School-based assessments constitute the formative evaluation that will contribute to reporting at the end of senior school in Grade 12, when the pioneer Competency Based Education cohort will sit the inaugural Kenya Certificate of Basic Education (KCBE).
Ogamba said the ministry will enhance engagement with parents and guardians through existing structures during the registration process to ensure schools upload accurate details, including contact information, to facilitate communication when confirming the registration status of learners and ensuring their School Based Assessment scores are properly captured.
The examinations council expects to register about 3,700,000 candidates in 2026, reflecting an anticipated increase in the number of candidates sitting the KCSE examination.
The figure is 270,317 more than the combined candidature of 3,429,683 learners who sat KPSEA, KJSEA, and KCSE in the previous cycle.
The council has also warned that late registration will not be allowed this year after 5,743 requests were received from both public and private schools following the closure of examination portals in 2025.
"In some of the cases, the heads of institutions did not declare their unregistered candidates until pressure mounted from parents and media," KNEC chief executive officer David Njegere said.
He reminded heads of institutions that registration forms part of the assessment and examination process, warning that any oversight could be detrimental to both the ministry, the council, and the affected learners.
"For instance, when a school indicates the wrong gender for a learner and the error goes uncorrected from Grade 3, through KPSEA, to KJSEA, such a learner will be placed in a school of the opposite gender," he said.

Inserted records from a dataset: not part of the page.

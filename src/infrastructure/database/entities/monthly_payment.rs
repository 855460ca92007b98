//! Monthly payment due entity

use chrono::{DateTime, NaiveDate, Utc};
use sea_orm::entity::prelude::*;
use serde::{Deserialize, Serialize};

/// Payment state, shared with `reservations.payment_status`
#[derive(Debug, Clone, Copy, PartialEq, Eq, EnumIter, DeriveActiveEnum, Serialize, Deserialize)]
#[sea_orm(rs_type = "String", db_type = "String(StringLen::N(20))")]
pub enum PaymentStatus {
    #[sea_orm(string_value = "pending_payment")]
    PendingPayment,
    #[sea_orm(string_value = "paid")]
    Paid,
    #[sea_orm(string_value = "refunded")]
    Refunded,
    #[sea_orm(string_value = "cancelled")]
    Cancelled,
}

#[derive(Clone, Debug, PartialEq, Eq, DeriveEntityModel, Serialize, Deserialize)]
#[sea_orm(table_name = "monthly_payments")]
pub struct Model {
    #[sea_orm(primary_key)]
    pub id: i32,
    pub assignment_id: i32,
    pub user_id: i32,
    pub year: i32,
    pub month: i32,
    pub amount_due: i64,
    pub amount_paid: i64,
    pub amount_refunded: i64,
    pub status: PaymentStatus,
    pub due_date: NaiveDate,
    #[sea_orm(nullable)]
    pub paid_at: Option<DateTime<Utc>>,
    pub created_at: DateTime<Utc>,
    pub updated_at: DateTime<Utc>,
}

#[derive(Copy, Clone, Debug, EnumIter, DeriveRelation)]
pub enum Relation {
    #[sea_orm(
        belongs_to = "super::pack_assignment::Entity",
        from = "Column::AssignmentId",
        to = "super::pack_assignment::Column::Id"
    )]
    Assignment,
}

impl Related<super::pack_assignment::Entity> for Entity {
    fn to() -> RelationDef {
        Relation::Assignment.def()
    }
}

impl ActiveModelBehavior for ActiveModel {}
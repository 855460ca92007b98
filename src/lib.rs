//! # PsicoEspacios scheduling service
//!
//! Recurring room packs for psychology clinics: weekly slot expansion,
//! all-or-nothing conflict detection, transactional reservation
//! materialization and a monthly payment ledger.
//!
//! ## Architecture
//!
//! - **domain**: entities, state machines, pure scheduling logic, repository traits
//! - **application**: use-case services and outbound ports
//! - **infrastructure**: SeaORM entities, migrations and repositories
//! - **interfaces**: REST API with Swagger documentation
//! - **notifications**: in-process event bus behind the notification port
//! - **shared**: clock and graceful shutdown

pub mod application;
pub mod config;
pub mod domain;
pub mod infrastructure;
pub mod interfaces;
pub mod notifications;
pub mod server;
pub mod shared;

pub use config::{default_config_path, resolve_config_path, AppConfig, ConfigError};
pub use infrastructure::{init_database, run_migrations, DatabaseConfig, SeaOrmRepositoryProvider};
pub use interfaces::http::{create_api_router, AppState};
pub use notifications::{create_event_bus, Event, EventBus, SharedEventBus};
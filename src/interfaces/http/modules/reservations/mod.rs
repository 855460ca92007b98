//! Reservations module: standalone bookings and the reservation lifecycle

pub mod dto;
pub mod handlers;

pub use dto::*;
pub use handlers::*;
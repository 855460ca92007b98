//! Repository traits for the domain layer
//!
//! `RepositoryProvider` gives unified access to all per-aggregate
//! repositories.

use super::assignment::AssignmentRepository;
use super::directory::{RoomRepository, UserRepository};
use super::pack::PackRepository;
use super::payment::PaymentRepository;
use super::reservation::ReservationRepository;

// ── RepositoryProvider ──────────────────────────────────────────

/// Provides access to all domain repositories.
///
/// Consumers request only the repository they need:
///
/// ```ignore
/// async fn handle(repos: &dyn RepositoryProvider) {
///     let pack = repos.packs().find_by_id(1).await?;
///     let dues = repos.payments().find(&PaymentFilter::default()).await?;
/// }
/// ```
pub trait RepositoryProvider: Send + Sync {
    fn packs(&self) -> &dyn PackRepository;
    fn assignments(&self) -> &dyn AssignmentRepository;
    fn reservations(&self) -> &dyn ReservationRepository;
    fn payments(&self) -> &dyn PaymentRepository;
    fn rooms(&self) -> &dyn RoomRepository;
    fn users(&self) -> &dyn UserRepository;
}
//! `GET /metrics` in Prometheus text format

use axum::{extract::State, http::header, response::IntoResponse};
use metrics_exporter_prometheus::PrometheusHandle;

#[derive(Clone)]
pub struct MetricsState {
    pub handle: PrometheusHandle,
}

/// Renders the process-wide recorder, scheduling counters included.
pub async fn prometheus_metrics(State(state): State<MetricsState>) -> impl IntoResponse {
    (
        [(header::CONTENT_TYPE, "text/plain; version=0.0.4; charset=utf-8")],
        state.handle.render(),
    )
}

Learners are captured in the council’s system from Grade 3 onwards, with each learner issued with a Unique Personal Identification (UPI) number that will be used up to the end of Grade 12.
While the notice on Koskei’s meetings with heads of institutions did not outline specific agenda items, the issues highlighted above are expected to feature prominently during the discussions.
Earlier, on March 3, Koskei held an in-person meeting with principal secretaries, board chairpersons and chief executive officers overseeing research institutions, where he emphasised that government decisions must be anchored in solid evidence from the outset.
"Too often, research comes in after policies have already been rolled out and challenges have begun to surface. That approach is costly. If we are to govern responsibly, research must shape policy at conception," Koskei said.
He stressed that clear feasibility assessments, sound fiscal projections, and structured pilot programmes that test assumptions in real conditions must precede the launch of major government initiatives.
"Findings must be distilled into clear, practical briefs that inform implementation frameworks," Koskei said, adding that public institutions must institutionalise a culture where science, innovation, and data guide governance.
There must be discipline in decision-making," he added, to protect public resources, improve execution, and ensure that every policy intervention contributes meaningfully to national productivity and economic growth."